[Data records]
• • • •

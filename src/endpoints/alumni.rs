//! Alumni directory.

use deptportal_api_types::IdArg;
use deptportal_api_types::community::{AlumniQuery, Alumnus, CreateAlumnusRequest};
use serde_json::Value;

use crate::cache::{Tag, TagType};
use crate::endpoint::{MutationEndpoint, QueryEndpoint, RegistryBuilder, TagSpec};
use crate::transport::{ApiError, ApiRequest};

use super::{list_tags, segment};

pub const GET_ALUMNI: QueryEndpoint<AlumniQuery, Vec<Alumnus>> =
    QueryEndpoint::new("getAlumni", alumni, TagSpec::Compute(alumni_tags));

pub const ADD_ALUMNUS: MutationEndpoint<CreateAlumnusRequest, Alumnus> =
    MutationEndpoint::new("addAlumnus", add_alumnus, TagSpec::Types(&[TagType::Alumni]));

pub const DELETE_ALUMNUS: MutationEndpoint<IdArg, Value> =
    MutationEndpoint::new("deleteAlumnus", delete_alumnus, TagSpec::Compute(deleted_alumnus));

pub(crate) fn declare(registry: &mut RegistryBuilder) {
    registry.declare(GET_ALUMNI.definition());
    registry.declare(ADD_ALUMNUS.definition());
    registry.declare(DELETE_ALUMNUS.definition());
}

fn alumni(args: &AlumniQuery) -> Result<ApiRequest, ApiError> {
    ApiRequest::get("alumni").query(args)
}

fn alumni_tags(_: &AlumniQuery, alumni: Option<&Vec<Alumnus>>) -> Vec<Tag> {
    list_tags(TagType::Alumni, alumni, |alumnus| alumnus.id.as_str())
}

fn add_alumnus(args: &CreateAlumnusRequest) -> Result<ApiRequest, ApiError> {
    ApiRequest::post("alumni").json(args)
}

fn delete_alumnus(args: &IdArg) -> Result<ApiRequest, ApiError> {
    Ok(ApiRequest::delete(format!("alumni/{}", segment(&args.id)?)))
}

fn deleted_alumnus(args: &IdArg, _: Option<&Value>) -> Vec<Tag> {
    vec![Tag::id(TagType::Alumni, args.id.clone())]
}

#[cfg(test)]
mod tests {
    use super::*;

    fn alumnus(id: &str) -> Alumnus {
        Alumnus {
            id: id.to_string(),
            name: "Ada".to_string(),
            graduation_year: 2019,
            company: None,
            linkedin_url: None,
        }
    }

    #[test]
    fn filters_become_query_parameters() {
        let request = GET_ALUMNI
            .request(&AlumniQuery {
                graduation_year: Some(2019),
                search: None,
            })
            .expect("request");
        assert_eq!(request.path, "alumni");
        assert_eq!(
            request.query,
            vec![("graduationYear".to_string(), "2019".to_string())]
        );
    }

    #[test]
    fn deleting_reaches_listings_containing_the_alumnus() {
        let provided = GET_ALUMNI.provided_tags(
            &AlumniQuery::default(),
            Some(&vec![alumnus("a1"), alumnus("a2")]),
        );
        let invalidated = DELETE_ALUMNUS.invalidated_tags(&IdArg::new("a2"), &Value::Null);
        assert!(invalidated
            .iter()
            .any(|tag| provided.iter().any(|p| tag.invalidates(p))));

        let unrelated = GET_ALUMNI.provided_tags(&AlumniQuery::default(), Some(&vec![alumnus("a1")]));
        assert!(!invalidated
            .iter()
            .any(|tag| unrelated.iter().any(|p| tag.invalidates(p))));
    }
}
//! Scripted in-memory transport shared by the integration tests.

#![allow(dead_code)]

use std::collections::{HashMap, VecDeque};
use std::sync::{Arc, Mutex};

use async_trait::async_trait;
use deptportal::PortalClient;
use deptportal::cache::CacheConfig;
use deptportal::session::{CookieSession, SessionStore};
use deptportal::transport::{ApiError, ApiRequest, Transport};
use serde_json::{Value, json};
use tokio::sync::oneshot;

type Outcome = Result<Value, ApiError>;

enum Step {
    Now(Outcome),
    Later(oneshot::Receiver<Outcome>),
}

/// Answers requests from a per-route script.
///
/// Queued steps are consumed in order; once a route's queue is empty the
/// route's default reply is used. Routes are written `"GET content/notices"`.
#[derive(Default)]
pub struct ScriptedTransport {
    queued: Mutex<HashMap<String, VecDeque<Step>>>,
    defaults: Mutex<HashMap<String, Outcome>>,
    log: Mutex<Vec<ApiRequest>>,
}

impl ScriptedTransport {
    pub fn new() -> Arc<Self> {
        Arc::new(Self::default())
    }

    /// Reply used whenever nothing is queued for `route`.
    pub fn respond(&self, route: &str, outcome: Outcome) {
        self.defaults
            .lock()
            .expect("defaults lock")
            .insert(route.to_string(), outcome);
    }

    /// Reply to the next request on `route` only.
    pub fn enqueue(&self, route: &str, outcome: Outcome) {
        self.push(route, Step::Now(outcome));
    }

    /// Hold the next request on `route` until the returned sender fires.
    pub fn gate(&self, route: &str) -> oneshot::Sender<Outcome> {
        let (sender, receiver) = oneshot::channel();
        self.push(route, Step::Later(receiver));
        sender
    }

    pub fn calls(&self, route: &str) -> usize {
        self.log
            .lock()
            .expect("log lock")
            .iter()
            .filter(|request| route_of(request) == route)
            .count()
    }

    pub fn requests(&self) -> Vec<ApiRequest> {
        self.log.lock().expect("log lock").clone()
    }

    fn push(&self, route: &str, step: Step) {
        self.queued
            .lock()
            .expect("queue lock")
            .entry(route.to_string())
            .or_default()
            .push_back(step);
    }
}

#[async_trait]
impl Transport for ScriptedTransport {
    async fn execute(&self, request: ApiRequest) -> Result<Value, ApiError> {
        let route = route_of(&request);
        self.log.lock().expect("log lock").push(request);
        let step = self
            .queued
            .lock()
            .expect("queue lock")
            .get_mut(&route)
            .and_then(VecDeque::pop_front);
        match step {
            Some(Step::Now(outcome)) => outcome,
            Some(Step::Later(receiver)) => receiver
                .await
                .unwrap_or_else(|_| Err(ApiError::Fetch("gate dropped".into()))),
            None => self
                .defaults
                .lock()
                .expect("defaults lock")
                .get(&route)
                .cloned()
                .unwrap_or_else(|| {
                    Err(ApiError::http(
                        404,
                        json!({ "message": format!("no script for {route}") }),
                    ))
                }),
        }
    }
}

fn route_of(request: &ApiRequest) -> String {
    format!("{} {}", request.method, request.path)
}

/// Wrap `data` in the API's success envelope.
pub fn ok(data: Value) -> Outcome {
    Ok(json!({ "data": data }))
}

pub fn client(transport: &Arc<ScriptedTransport>, cache: CacheConfig) -> PortalClient {
    let session: Arc<dyn SessionStore> = Arc::new(CookieSession::in_memory());
    PortalClient::with_transport(transport.clone(), session, cache)
}

pub fn notice(id: &str, title: &str) -> Value {
    json!({
        "id": id,
        "title": title,
        "content": "...",
        "createdAt": "2026-09-01T08:00:00Z"
    })
}

pub fn blog_post(id: &str, title: &str) -> Value {
    json!({
        "id": id,
        "title": title,
        "content": "...",
        "category": "tech",
        "status": "PENDING"
    })
}

pub fn homepage(title: &str) -> Value {
    json!({
        "heroTitle": title,
        "heroSubtitle": "",
        "highlights": [],
        "latestNotices": []
    })
}

pub fn user(id: &str) -> Value {
    json!({
        "id": id,
        "name": "Ada",
        "email": "ada@example.edu",
        "role": "STUDENT"
    })
}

• • • •

### Exercise requirements
What you should do is return the records above exactly, leaving nothing out.

### Written reply
filename src/endpoints/alumni.rs
//! Alumni directory.

use deptportal_api_types::IdArg;
use deptportal_api_types::community::{AlumniQuery, Alumnus, CreateAlumnusRequest};
use serde_json::Value;

use crate::cache::{Tag, TagType};
use crate::endpoint::{MutationEndpoint, QueryEndpoint, RegistryBuilder, TagSpec};
use crate::transport::{ApiError, ApiRequest};

use super::{list_tags, segment};

pub const GET_ALUMNI: QueryEndpoint<AlumniQuery, Vec<Alumnus>> =
    QueryEndpoint::new("getAlumni", alumni, TagSpec::Compute(alumni_tags));

pub const ADD_ALUMNUS: MutationEndpoint<CreateAlumnusRequest, Alumnus> =
    MutationEndpoint::new("addAlumnus", add_alumnus, TagSpec::Types(&[TagType::Alumni]));

pub const DELETE_ALUMNUS: MutationEndpoint<IdArg, Value> =
    MutationEndpoint::new("deleteAlumnus", delete_alumnus, TagSpec::Compute(deleted_alumnus));

pub(crate) fn declare(registry: &mut RegistryBuilder) {
    registry.declare(GET_ALUMNI.definition());
    registry.declare(ADD_ALUMNUS.definition());
    registry.declare(DELETE_ALUMNUS.definition());
}

fn alumni(args: &AlumniQuery) -> Result<ApiRequest, ApiError> {
    ApiRequest::get("alumni").query(args)
}

fn alumni_tags(_: &AlumniQuery, alumni: Option<&Vec<Alumnus>>) -> Vec<Tag> {
    list_tags(TagType::Alumni, alumni, |alumnus| alumnus.id.as_str())
}

fn add_alumnus(args: &CreateAlumnusRequest) -> Result<ApiRequest, ApiError> {
    ApiRequest::post("alumni").json(args)
}

fn delete_alumnus(args: &IdArg) -> Result<ApiRequest, ApiError> {
    Ok(ApiRequest::delete(format!("alumni/{}", segment(&args.id)?)))
}

fn deleted_alumnus(args: &IdArg, _: Option<&Value>) -> Vec<Tag> {
    vec![Tag::id(TagType::Alumni, args.id.clone())]
}

#[cfg(test)]
mod tests {
    use super::*;

    fn alumnus(id: &str) -> Alumnus {
        Alumnus {
            id: id.to_string(),
            name: "Ada".to_string(),
            graduation_year: 2019,
            company: None,
            linkedin_url: None,
        }
    }

    #[test]
    fn filters_become_query_parameters() {
        let request = GET_ALUMNI
            .request(&AlumniQuery {
                graduation_year: Some(2019),
                search: None,
            })
            .expect("request");
        assert_eq!(request.path, "alumni");
        assert_eq!(
            request.query,
            vec![("graduationYear".to_string(), "2019".to_string())]
        );
    }

    #[test]
    fn deleting_reaches_listings_containing_the_alumnus() {
        let provided = GET_ALUMNI.provided_tags(
            &AlumniQuery::default(),
            Some(&vec![alumnus("a1"), alumnus("a2")]),
        );
        let invalidated = DELETE_ALUMNUS.invalidated_tags(&IdArg::new("a2"), &Value::Null);
        assert!(invalidated
            .iter()
            .any(|tag| provided.iter().any(|p| tag.invalidates(p))));

        let unrelated = GET_ALUMNI.provided_tags(&AlumniQuery::default(), Some(&vec![alumnus("a1")]));
        assert!(!invalidated
            .iter()
            .any(|tag| unrelated.iter().any(|p| tag.invalidates(p))));
    }
}
//! Scripted in-memory transport shared by the integration tests.

#![allow(dead_code)]

use std::collections::{HashMap, VecDeque};
use std::sync::{Arc, Mutex};

use async_trait::async_trait;
use deptportal::PortalClient;
use deptportal::cache::CacheConfig;
use deptportal::session::{CookieSession, SessionStore};
use deptportal::transport::{ApiError, ApiRequest, Transport};
use serde_json::{Value, json};
use tokio::sync::oneshot;

type Outcome = Result<Value, ApiError>;

enum Step {
    Now(Outcome),
    Later(oneshot::Receiver<Outcome>),
}

/// Answers requests from a per-route script.
///
/// Queued steps are consumed in order; once a route's queue is empty the
/// route's default reply is used. Routes are written `"GET content/notices"`.
#[derive(Default)]
pub struct ScriptedTransport {
    queued: Mutex<HashMap<String, VecDeque<Step>>>,
    defaults: Mutex<HashMap<String, Outcome>>,
    log: Mutex<Vec<ApiRequest>>,
}

impl ScriptedTransport {
    pub fn new() -> Arc<Self> {
        Arc::new(Self::default())
    }

    /// Reply used whenever nothing is queued for `route`.
    pub fn respond(&self, route: &str, outcome: Outcome) {
        self.defaults
            .lock()
            .expect("defaults lock")
            .insert(route.to_string(), outcome);
    }

    /// Reply to the next request on `route` only.
    pub fn enqueue(&self, route: &str, outcome: Outcome) {
        self.push(route, Step::Now(outcome));
    }

    /// Hold the next request on `route` until the returned sender fires.
    pub fn gate(&self, route: &str) -> oneshot::Sender<Outcome> {
        let (sender, receiver) = oneshot::channel();
        self.push(route, Step::Later(receiver));
        sender
    }

    pub fn calls(&self, route: &str) -> usize {
        self.log
            .lock()
            .expect("log lock")
            .iter()
            .filter(|request| route_of(request) == route)
            .count()
    }

    pub fn requests(&self) -> Vec<ApiRequest> {
        self.log.lock().expect("log lock").clone()
    }

    fn push(&self, route: &str, step: Step) {
        self.queued
            .lock()
            .expect("queue lock")
            .entry(route.to_string())
            .or_default()
            .push_back(step);
    }
}

#[async_trait]
impl Transport for ScriptedTransport {
    async fn execute(&self, request: ApiRequest) -> Result<Value, ApiError> {
        let route = route_of(&request);
        self.log.lock().expect("log lock").push(request);
        let step = self
            .queued
            .lock()
            .expect("queue lock")
            .get_mut(&route)
            .and_then(VecDeque::pop_front);
        match step {
            Some(Step::Now(outcome)) => outcome,
            Some(Step::Later(receiver)) => receiver
                .await
                .unwrap_or_else(|_| Err(ApiError::Fetch("gate dropped".into()))),
            None => self
                .defaults
                .lock()
                .expect("defaults lock")
                .get(&route)
                .cloned()
                .unwrap_or_else(|| {
                    Err(ApiError::http(
                        404,
                        json!({ "message": format!("no script for {route}") }),
                    ))
                }),
        }
    }
}

fn route_of(request: &ApiRequest) -> String {
    format!("{} {}", request.method, request.path)
}

/// Wrap `data` in the API's success envelope.
pub fn ok(data: Value) -> Outcome {
    Ok(json!({ "data": data }))
}

pub fn client(transport: &Arc<ScriptedTransport>, cache: CacheConfig) -> PortalClient {
    let session: Arc<dyn SessionStore> = Arc::new(CookieSession::in_memory());
    PortalClient::with_transport(transport.clone(), session, cache)
}

pub fn notice(id: &str, title: &str) -> Value {
    json!({
        "id": id,
        "title": title,
        "content": "...",
        "createdAt": "2026-09-01T08:00:00Z"
    })
}

pub fn blog_post(id: &str, title: &str) -> Value {
    json!({
        "id": id,
        "title": title,
        "content": "...",
        "category": "tech",
        "status": "PENDING"
    })
}

pub fn homepage(title: &str) -> Value {
    json!({
        "heroTitle": title,
        "heroSubtitle": "",
        "highlights": [],
        "latestNotices": []
    })
}

pub fn user(id: &str) -> Value {
    json!({
        "id": id,
        "name": "Ada",
        "email": "ada@example.edu",
        "role": "STUDENT"
    })
}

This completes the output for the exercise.